The Pitiless Storm
The Assembly Rooms
Let's be clear from the start: this is a polemical, political piece designed to put across the case for Scottish independence—and a fine example of political theatre it is too.
It uses a tried and tested method of having a man gradually changing his opinion as he thinks through the issues, allowing the writer to also deal with any points that may be running through the heads of members of the audience.
But Chris Dolan's writing and David Hayman's wonderful performance as politician Bob Cunningham are both clear and convincing, rarely—if ever—feeling contrived just to get information across.

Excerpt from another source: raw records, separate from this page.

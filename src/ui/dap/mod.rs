//! Debug Adapter Protocol server (spec §6.2/§6.3): a stdio
//! `Content-Length`-framed JSON-RPC loop carrying the command/event
//! surface of the core. Framing itself is treated as ambient plumbing
//! (the spec scopes "DAP server framing" out of the core); this module
//! hand-rolls just enough of it — header parsing, sequence numbers,
//! request/response/event shapes — to drive `DebugSession` end to end,
//! the same stdio-transport role `bugstalker::ui::dap` plays over its
//! own (ptrace) core.

use crate::debugger::cdp::CdpClient;
use crate::debugger::session::{DebugSession, PathRemap, SessionEvent};
use serde_json::{json, Value};
use std::cell::Cell;
use std::io::{self, BufRead, Write};
use std::rc::Rc;

struct SeqCounter(Cell<i64>);

impl SeqCounter {
    fn next(&self) -> i64 {
        let n = self.0.get() + 1;
        self.0.set(n);
        n
    }
}

fn write_message(out: &mut impl Write, msg: &Value) -> io::Result<()> {
    let body = serde_json::to_vec(msg)?;
    write!(out, "Content-Length: {}\r\n\r\n", body.len())?;
    out.write_all(&body)?;
    out.flush()
}

fn read_message(input: &mut impl BufRead) -> io::Result<Option<Value>> {
    let mut content_length = None;
    loop {
        let mut line = String::new();
        if input.read_line(&mut line)? == 0 {
            return Ok(None);
        }
        let line = line.trim_end();
        if line.is_empty() {
            break;
        }
        if let Some(v) = line.strip_prefix("Content-Length:") {
            content_length = v.trim().parse::<usize>().ok();
        }
    }
    let Some(len) = content_length else {
        return Ok(None);
    };
    let mut buf = vec![0u8; len];
    input.read_exact(&mut buf)?;
    Ok(serde_json::from_slice(&buf).ok())
}

pub async fn run(cdp: Rc<dyn CdpClient>, path_remap: PathRemap) -> anyhow::Result<()> {
    crate::log::init();

    let mut session = DebugSession::new(cdp.clone(), path_remap);
    session.activate().await?;

    let mut events = cdp.subscribe();
    let (req_tx, mut req_rx) = tokio::sync::mpsc::unbounded_channel::<Value>();
    let (resp_tx, resp_rx) = std::sync::mpsc::channel::<Value>();

    std::thread::spawn(move || {
        let mut input = io::BufReader::new(io::stdin());
        while let Ok(Some(msg)) = read_message(&mut input) {
            if req_tx.send(msg).is_err() {
                break;
            }
        }
    });

    std::thread::spawn(move || {
        let mut stdout = io::stdout();
        while let Ok(msg) = resp_rx.recv() {
            let _ = write_message(&mut stdout, &msg);
        }
    });

    let seq = SeqCounter(Cell::new(0));

    loop {
        tokio::select! {
            req = req_rx.recv() => {
                let Some(req) = req else { break };
                if !handle_request(&mut session, &req, &resp_tx, &seq).await {
                    break;
                }
            }
            event = events.recv() => {
                match event {
                    Ok((session_id, event)) => {
                        if let Some(ev) = session.handle_event(session_id, event).await? {
                            send_event_for(&ev, &resp_tx, &seq);
                        }
                    }
                    Err(tokio::sync::broadcast::error::RecvError::Lagged(_)) => continue,
                    Err(tokio::sync::broadcast::error::RecvError::Closed) => break,
                }
            }
        }
    }

    Ok(())
}

fn send_event_for(event: &SessionEvent, out: &std::sync::mpsc::Sender<Value>, seq: &SeqCounter) {
    let (name, body) = match event {
        SessionEvent::ThreadStarted { thread_id } => ("thread", json!({"reason": "started", "threadId": thread_id})),
        SessionEvent::ThreadExited { thread_id } => ("thread", json!({"reason": "exited", "threadId": thread_id})),
        SessionEvent::BreakpointChanged => ("breakpoint", json!({"reason": "changed"})),
    };
    let _ = out.send(json!({"seq": seq.next(), "type": "event", "event": name, "body": body}));
}

async fn handle_request(
    session: &mut DebugSession,
    req: &Value,
    out: &std::sync::mpsc::Sender<Value>,
    seq: &SeqCounter,
) -> bool {
    let request_seq = req.get("seq").and_then(Value::as_i64).unwrap_or(0);
    let command = req.get("command").and_then(Value::as_str).unwrap_or_default();
    let args = req.get("arguments").cloned().unwrap_or(Value::Null);

    let result = dispatch(session, command, &args).await;
    let (success, body) = match result {
        Ok(body) => (true, body),
        Err(e) => (false, json!({"error": e.to_string()})),
    };

    let response = json!({
        "seq": seq.next(),
        "type": "response",
        "request_seq": request_seq,
        "command": command,
        "success": success,
        "body": body,
    });
    let _ = out.send(response);

    command != "disconnect"
}

async fn dispatch(
    session: &mut DebugSession,
    command: &str,
    args: &Value,
) -> crate::debugger::error::Result<Value> {
    match command {
        "initialize" => Ok(json!({"supportsConfigurationDoneRequest": true})),
        "setBreakpoints" => {
            let source_path = args
                .get("source")
                .and_then(|s| s.get("path"))
                .and_then(Value::as_str)
                .unwrap_or_default()
                .to_string();
            session.remove_all_break_points(&source_path).await?;
            let mut verified = Vec::new();
            for bp in args.get("breakpoints").and_then(Value::as_array).into_iter().flatten() {
                let line = bp.get("line").and_then(Value::as_u64).unwrap_or(0) as u32;
                let id = session.set_break_point(source_path.clone(), line, None).await?;
                verified.push(json!({"id": id, "verified": false, "line": line}));
            }
            Ok(json!({"breakpoints": verified}))
        }
        "continue" => {
            session.continue_(thread_id(args)).await?;
            Ok(json!({"allThreadsContinued": false}))
        }
        "next" => {
            session.step_over(thread_id(args)).await?;
            Ok(Value::Null)
        }
        "stepIn" => {
            session.step_in(thread_id(args)).await?;
            Ok(Value::Null)
        }
        "stepOut" => {
            session.step_out(thread_id(args)).await?;
            Ok(Value::Null)
        }
        "threads" => {
            let threads: Vec<_> = session
                .get_thread_list()
                .into_iter()
                .map(|(id, _)| json!({"id": id, "name": format!("thread-{id}")}))
                .collect();
            Ok(json!({"threads": threads}))
        }
        "stackTrace" => {
            let frames = session.get_stack_frames(thread_id(args))?;
            let dap_frames: Vec<_> = frames
                .into_iter()
                .map(|f| {
                    json!({
                        "id": f.index,
                        "name": f.function_name,
                        "source": {"path": f.file},
                        "line": f.line,
                        "column": 1,
                    })
                })
                .collect();
            Ok(json!({"stackFrames": dap_frames}))
        }
        "scopes" => {
            let frame_id = args.get("frameId").and_then(Value::as_u64).unwrap_or(0) as usize;
            session.set_focused_frame(thread_id(args), frame_id)?;
            Ok(json!({"scopes": [
                {"name": "Locals", "variablesReference": 1, "expensive": false},
                {"name": "Globals", "variablesReference": 2, "expensive": false},
            ]}))
        }
        "variables" => {
            let reference = args.get("variablesReference").and_then(Value::as_u64).unwrap_or(1);
            let vars = if reference == 2 {
                session.list_global_variable(thread_id(args), None)?
            } else {
                session.list_variable(thread_id(args), None)?
            };
            let dap_vars: Vec<_> = vars
                .into_iter()
                .map(|v| json!({"name": v.display_name, "value": v.type_name, "variablesReference": 0}))
                .collect();
            Ok(json!({"variables": dap_vars}))
        }
        "evaluate" => {
            let expr = args.get("expression").and_then(Value::as_str).unwrap_or_default();
            match session.dump_variable(thread_id(args), expr).await {
                Ok(v) => Ok(json!({"result": v.to_string(), "variablesReference": 0})),
                Err(e) => Ok(json!({"result": format!("<failure>: {e}"), "variablesReference": 0})),
            }
        }
        "disconnect" | "configurationDone" | "launch" | "attach" => Ok(Value::Null),
        other => Err(crate::debugger::error::Error::ProtocolViolation(format!(
            "unsupported DAP request {other}"
        ))),
    }
}

fn thread_id(args: &Value) -> Option<u32> {
    args.get("threadId").and_then(Value::as_u64).map(|v| v as u32)
}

The scenario is that Cunningham is about to be awarded an OBE and is making a celebratory speech before his friends and colleagues before his trip to London on a lectern with "unity is strength" emblazoned across it. He nervously rehearses his speech on stage before his guests arrive, stopping every so often to think about what he is actually saying.
His thoughts are interrupted by his late father, a lifelong left-wing political activist, his estranged wife and also by his idealist 17-year-old self. He has to answer the doubts raised by the voices in his head, until he no longer can.
Needless to say, the speech he finally makes, which we do hear at the end, is radically different from the one he was rehearsing.
Following his bravura performance, Hayman fields questions from the audience as himself about the play and its message, where he shows he is as informed, confident and committed as his character.
While some may not like the message, there is no faulting the quality of the writing and the acting and the commitment behind it.